Light Bondage and Tables

(SEO is going to have a field day with this title.)

Anyways, in my holiday SQL documentation reading I came across an argument you can add when creating a view in Azure SQL Database, SCHEMABINDING. Adding this when creating a view prevents modifications to the base table or tables the view is using that would effect the columns being used by the view. It also prevents dropping the tables.

Let’s take a look at this with some examples. I’m going to be using an Azure SQL Database, hyperscale service tier for the following SQL code. Don’t know what a hyperscale SQL Database is? You can read more here, but to sum it up, its a database that will scale to your needs in the areas of compute, storage, and replicas. Up or down. And don’t let the name fool you, they are not expensive or only reserved for the most demanding workloads.

with SCHEMABINDING

I’ve created this database with the sample schema so we have some tables and data to start with.

Connect via Azure Data Studio and I am ready to go!

Next, let’s create the view we are going to use. We can join the Customer, Address and CustomerAddress tables:

create view [SalesLT].[vFullCustomerView]
with
    SCHEMABINDING
as
    select c.[CustomerID],
        c.[FirstName],
        c.[MiddleName],
        c.[LastName],
        a.[AddressID],
        a.[AddressLine1],
        a.[AddressLine2],
        a.[City],
        a.[StateProvince],
        a.[CountryRegion],
        a.[PostalCode]
    from [SalesLT].[Customer] c
        inner join [SalesLT].[CustomerAddress] ca
        on c.CustomerID = ca.CustomerID
        inner join [SalesLT].[Address] a
        on a.AddressID = ca.AddressID;
GO

And make sure the view works:

select * from [SalesLT].[vFullCustomerView]

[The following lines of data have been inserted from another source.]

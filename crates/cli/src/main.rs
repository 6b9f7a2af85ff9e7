//! tally CLI entry point.

use clap::Parser;
use colored::Colorize;
use tally_ledger::LedgerError;
use tracing::Level;

mod commands;
mod config;

#[derive(Parser)]
#[command(name = "tally")]
#[command(about = "A minimal accounting ledger", long_about = None)]
struct Cli {
    /// Log ledger activity to stderr
    #[arg(short, long, global = true)]
    verbose: bool,

    #[command(subcommand)]
    command: Option<commands::Commands>,
}

fn main() {
    let cli = Cli::parse();

    tracing_subscriber::fmt()
        .with_max_level(if cli.verbose { Level::DEBUG } else { Level::WARN })
        .with_writer(std::io::stderr)
        .init();

    match cli.command {
        Some(cmd) => {
            if let Err(e) = commands::run(cmd) {
                eprintln!("{} {}", "Error:".red().bold(), describe_error(&e));
                std::process::exit(1);
            }
        }
        None => {
            println!("tally - A minimal accounting ledger");
            println!("Run 'tally --help' for usage information.");
        }
    }
}

/// Ledger failures are prefixed with their kind, e.g. `[NotFound] ...`.
fn describe_error(e: &anyhow::Error) -> String {
    match e.downcast_ref::<LedgerError>() {
        Some(ledger_err) => format!("[{}] {}", ledger_err.kind(), e),
        None => e.to_string(),
    }
}

#[cfg(test)]
mod tests {
    use super::*;

    #[test]
    fn test_describe_ledger_error() {
        let err = anyhow::Error::from(LedgerError::NotInitialized);
        assert_eq!(describe_error(&err), "[NotInitialized] ledger not initialized");
    }

    #[test]
    fn test_describe_other_error() {
        let err = anyhow::anyhow!("Failed to create data directory");
        assert_eq!(describe_error(&err), "Failed to create data directory");
    }
}
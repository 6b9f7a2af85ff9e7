//! Read-only commands: total, users, audit.

use super::{with_ledger, DataDirArgs};
use anyhow::Result;
use colored::Colorize;

pub fn total(args: DataDirArgs) -> Result<()> {
    with_ledger(&args, |ledger| {
        let total = ledger.total_amount()?;

        println!();
        println!("  Total supply: {}", total.to_string().bright_cyan());
        println!();
        Ok(())
    })
}

pub fn users(args: DataDirArgs) -> Result<()> {
    with_ledger(&args, |ledger| {
        let users = ledger.query_all_users()?;

        if users.is_empty() {
            println!("{}", "No accounts found.".yellow());
            println!(
                "Use {} to create one.",
                "tally mint <account> <amount>".bright_cyan()
            );
            return Ok(());
        }

        println!("{}", "Accounts:".bold().cyan());
        println!();
        for (i, account) in users.iter().enumerate() {
            let balance = ledger.balance_of(account)?;
            println!(
                "  {} {} {}",
                format!("{}.", i + 1).bright_black(),
                account.as_str().bright_yellow(),
                balance.to_string().bright_cyan()
            );
        }
        println!();
        Ok(())
    })
}

pub fn audit(args: DataDirArgs) -> Result<()> {
    with_ledger(&args, |ledger| {
        ledger.check_conservation()?;

        println!(
            "{}  Total supply {} matches the sum of balances",
            "✓".green().bold(),
            ledger.total_amount()?.to_string().bright_cyan()
        );
        Ok(())
    })
}
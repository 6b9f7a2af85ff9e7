//! Ledger operations and argument validation.
//!
//! Callers address the ledger with an operation name and a list of string
//! arguments. [`Operation::parse`] turns that pair into a typed operation,
//! rejecting bad arity, bad identifiers, and bad amounts before anything
//! touches the store.

use crate::account::AccountId;
use thiserror::Error;

/// Operation names accepted by [`Operation::parse`].
pub const SUPPORTED_OPERATIONS: &[&str] = &[
    "mint",
    "balanceOf",
    "balance",
    "withdraw",
    "transfer",
    "totalAmount",
    "queryAllUsers",
    "deleteUser",
];

/// Errors raised while validating operation arguments.
#[derive(Debug, Clone, PartialEq, Eq, Error)]
pub enum ValidationError {
    #[error("incorrect number of arguments for {operation}: expecting {expected}, got {got}")]
    InvalidArgumentCount {
        operation: &'static str,
        expected: usize,
        got: usize,
    },

    #[error("invalid account name: {0:?} is reserved")]
    ReservedName(String),

    #[error("account name can't be empty")]
    EmptyAccount,

    #[error("amount can't be negative: {0}")]
    NegativeAmount(String),

    #[error("invalid amount: {0:?}")]
    InvalidAmount(String),

    #[error("unknown operation {name:?}, expecting one of: {}", SUPPORTED_OPERATIONS.join(", "))]
    UnknownOperation { name: String },
}

/// Parse a caller-supplied decimal amount.
///
/// Negative values are reported separately from text that is not a number
/// at all.
pub fn parse_amount(text: &str) -> Result<u64, ValidationError> {
    if let Some(digits) = text.strip_prefix('-') {
        if digits.is_empty() || !digits.bytes().all(|b| b.is_ascii_digit()) {
            return Err(ValidationError::InvalidAmount(text.to_string()));
        }
        // "-0" is still zero
        if digits.bytes().all(|b| b == b'0') {
            return Ok(0);
        }
        return Err(ValidationError::NegativeAmount(text.to_string()));
    }
    text.parse::<u64>()
        .map_err(|_| ValidationError::InvalidAmount(text.to_string()))
}

/// A validated ledger operation.
#[derive(Debug, Clone, PartialEq, Eq)]
pub enum Operation {
    Mint { account: AccountId, amount: u64 },
    BalanceOf { account: AccountId },
    Withdraw { account: AccountId, amount: u64 },
    Transfer { from: AccountId, to: AccountId, amount: u64 },
    TotalAmount,
    QueryAllUsers,
    DeleteUser { account: AccountId },
}

impl Operation {
    /// Build an operation from its name and string arguments.
    pub fn parse<S: AsRef<str>>(name: &str, args: &[S]) -> Result<Self, ValidationError> {
        let args: Vec<&str> = args.iter().map(|arg| arg.as_ref()).collect();

        let op = match name {
            "mint" => {
                expect_args("mint", &args, 2)?;
                Operation::Mint {
                    account: AccountId::new(args[0])?,
                    amount: parse_amount(args[1])?,
                }
            }
            "balanceOf" | "balance" => {
                expect_args("balanceOf", &args, 1)?;
                Operation::BalanceOf {
                    account: AccountId::new(args[0])?,
                }
            }
            "withdraw" => {
                expect_args("withdraw", &args, 2)?;
                Operation::Withdraw {
                    account: AccountId::new(args[0])?,
                    amount: parse_amount(args[1])?,
                }
            }
            "transfer" => {
                expect_args("transfer", &args, 3)?;
                Operation::Transfer {
                    from: AccountId::new(args[0])?,
                    to: AccountId::new(args[1])?,
                    amount: parse_amount(args[2])?,
                }
            }
            "totalAmount" => {
                expect_args("totalAmount", &args, 0)?;
                Operation::TotalAmount
            }
            "queryAllUsers" => {
                expect_args("queryAllUsers", &args, 0)?;
                Operation::QueryAllUsers
            }
            "deleteUser" => {
                expect_args("deleteUser", &args, 1)?;
                Operation::DeleteUser {
                    account: AccountId::new(args[0])?,
                }
            }
            _ => {
                return Err(ValidationError::UnknownOperation {
                    name: name.to_string(),
                })
            }
        };

        Ok(op)
    }

    /// Canonical operation name.
    pub fn name(&self) -> &'static str {
        match self {
            Operation::Mint { .. } => "mint",
            Operation::BalanceOf { .. } => "balanceOf",
            Operation::Withdraw { .. } => "withdraw",
            Operation::Transfer { .. } => "transfer",
            Operation::TotalAmount => "totalAmount",
            Operation::QueryAllUsers => "queryAllUsers",
            Operation::DeleteUser { .. } => "deleteUser",
        }
    }

    /// Check if this operation only reads state.
    pub fn is_read_only(&self) -> bool {
        matches!(
            self,
            Operation::BalanceOf { .. } | Operation::TotalAmount | Operation::QueryAllUsers
        )
    }
}

fn expect_args(operation: &'static str, args: &[&str], expected: usize) -> Result<(), ValidationError> {
    if args.len() != expected {
        return Err(ValidationError::InvalidArgumentCount {
            operation,
            expected,
            got: args.len(),
        });
    }
    Ok(())
}

#[cfg(test)]
mod tests {
    use super::*;

    fn id(name: &str) -> AccountId {
        AccountId::new(name).unwrap()
    }

    #[test]
    fn test_parse_amount() {
        assert_eq!(parse_amount("0"), Ok(0));
        assert_eq!(parse_amount("100"), Ok(100));
        assert_eq!(parse_amount("18446744073709551615"), Ok(u64::MAX));

        assert!(matches!(
            parse_amount("-5"),
            Err(ValidationError::NegativeAmount(_))
        ));
        assert!(matches!(
            parse_amount("ten"),
            Err(ValidationError::InvalidAmount(_))
        ));
        assert!(matches!(
            parse_amount(""),
            Err(ValidationError::InvalidAmount(_))
        ));
        // Too large for u64 but not negative
        assert!(matches!(
            parse_amount("18446744073709551616"),
            Err(ValidationError::InvalidAmount(_))
        ));
    }

    #[test]
    fn test_parse_amount_signs() {
        assert_eq!(parse_amount("-0"), Ok(0));
        assert_eq!(parse_amount("-000"), Ok(0));

        // Negative no matter how many digits
        assert!(matches!(
            parse_amount("-99999999999999999999999999999999999999999999"),
            Err(ValidationError::NegativeAmount(_))
        ));

        for text in ["-", "--5", "-5x", "- 5"] {
            assert!(
                matches!(parse_amount(text), Err(ValidationError::InvalidAmount(_))),
                "{:?}",
                text
            );
        }
    }

    #[test]
    fn test_parse_mint() {
        let op = Operation::parse("mint", &["alice", "100"]).unwrap();
        assert_eq!(
            op,
            Operation::Mint {
                account: id("alice"),
                amount: 100
            }
        );
        assert_eq!(op.name(), "mint");
        assert!(!op.is_read_only());
    }

    #[test]
    fn test_parse_balance_alias() {
        let a = Operation::parse("balance", &["alice"]).unwrap();
        let b = Operation::parse("balanceOf", &["alice"]).unwrap();
        assert_eq!(a, b);
        assert_eq!(a.name(), "balanceOf");
        assert!(a.is_read_only());
    }

    #[test]
    fn test_parse_transfer() {
        let op = Operation::parse("transfer", &["alice", "bob", "40"]).unwrap();
        assert_eq!(
            op,
            Operation::Transfer {
                from: id("alice"),
                to: id("bob"),
                amount: 40
            }
        );
    }

    #[test]
    fn test_parse_no_arg_operations() {
        let none: [&str; 0] = [];
        assert_eq!(
            Operation::parse("totalAmount", &none).unwrap(),
            Operation::TotalAmount
        );
        assert_eq!(
            Operation::parse("queryAllUsers", &none).unwrap(),
            Operation::QueryAllUsers
        );
    }

    #[test]
    fn test_argument_count() {
        let result = Operation::parse("transfer", &["alice", "bob"]);
        assert_eq!(
            result,
            Err(ValidationError::InvalidArgumentCount {
                operation: "transfer",
                expected: 3,
                got: 2
            })
        );

        assert!(matches!(
            Operation::parse("totalAmount", &["extra"]),
            Err(ValidationError::InvalidArgumentCount { expected: 0, .. })
        ));
        assert!(matches!(
            Operation::parse("deleteUser", &["a", "b"]),
            Err(ValidationError::InvalidArgumentCount { expected: 1, .. })
        ));
    }

    #[test]
    fn test_reserved_name_rejected() {
        assert!(matches!(
            Operation::parse("mint", &["Total", "100"]),
            Err(ValidationError::ReservedName(_))
        ));
        assert!(matches!(
            Operation::parse("transfer", &["alice", "Total", "1"]),
            Err(ValidationError::ReservedName(_))
        ));
    }

    #[test]
    fn test_negative_amount_rejected() {
        assert!(matches!(
            Operation::parse("withdraw", &["alice", "-1"]),
            Err(ValidationError::NegativeAmount(_))
        ));
    }

    #[test]
    fn test_unknown_operation() {
        let err = Operation::parse("burn", &["alice"]).unwrap_err();
        assert!(matches!(err, ValidationError::UnknownOperation { .. }));

        let message = err.to_string();
        for name in SUPPORTED_OPERATIONS {
            assert!(message.contains(name), "missing {} in {}", name, message);
        }
    }
}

View created, next let’s try and mess with the back end tables. First, alter some of the base tables, or try to at least.

alter table SalesLT.Customer
drop column FirstName;

Maybe a rename will work?

EXEC sp_rename 'SalesLT.Customer.MiddleName', 'MName', 'COLUMN';

The nuclear option! Drop all the tables!

drop table SalesLT.CustomerAddress;

As you can see, the SCHEMABINDING argument is a very useful addition to any view.

Not Every Word is a Safe Word

Something to be aware of is that if a column is not part of a view with SCHEMABINDING, you can alter or drop it. For example:

alter table SalesLT.Customer
drop column Title;

This code will drop that column on the Customer table. Also, if you rename a column not part of a view with SCHEMABINDING:

EXEC sp_rename 'SalesLT.Customer.SalesPerson', 'SalesPerson1', 'COLUMN';

That column will be renamed.

So while SCHEMABINDING will help in a lot of scenarios, its not going to replace good ol’ roles and permissions (don’t just give alter table out to anyone!).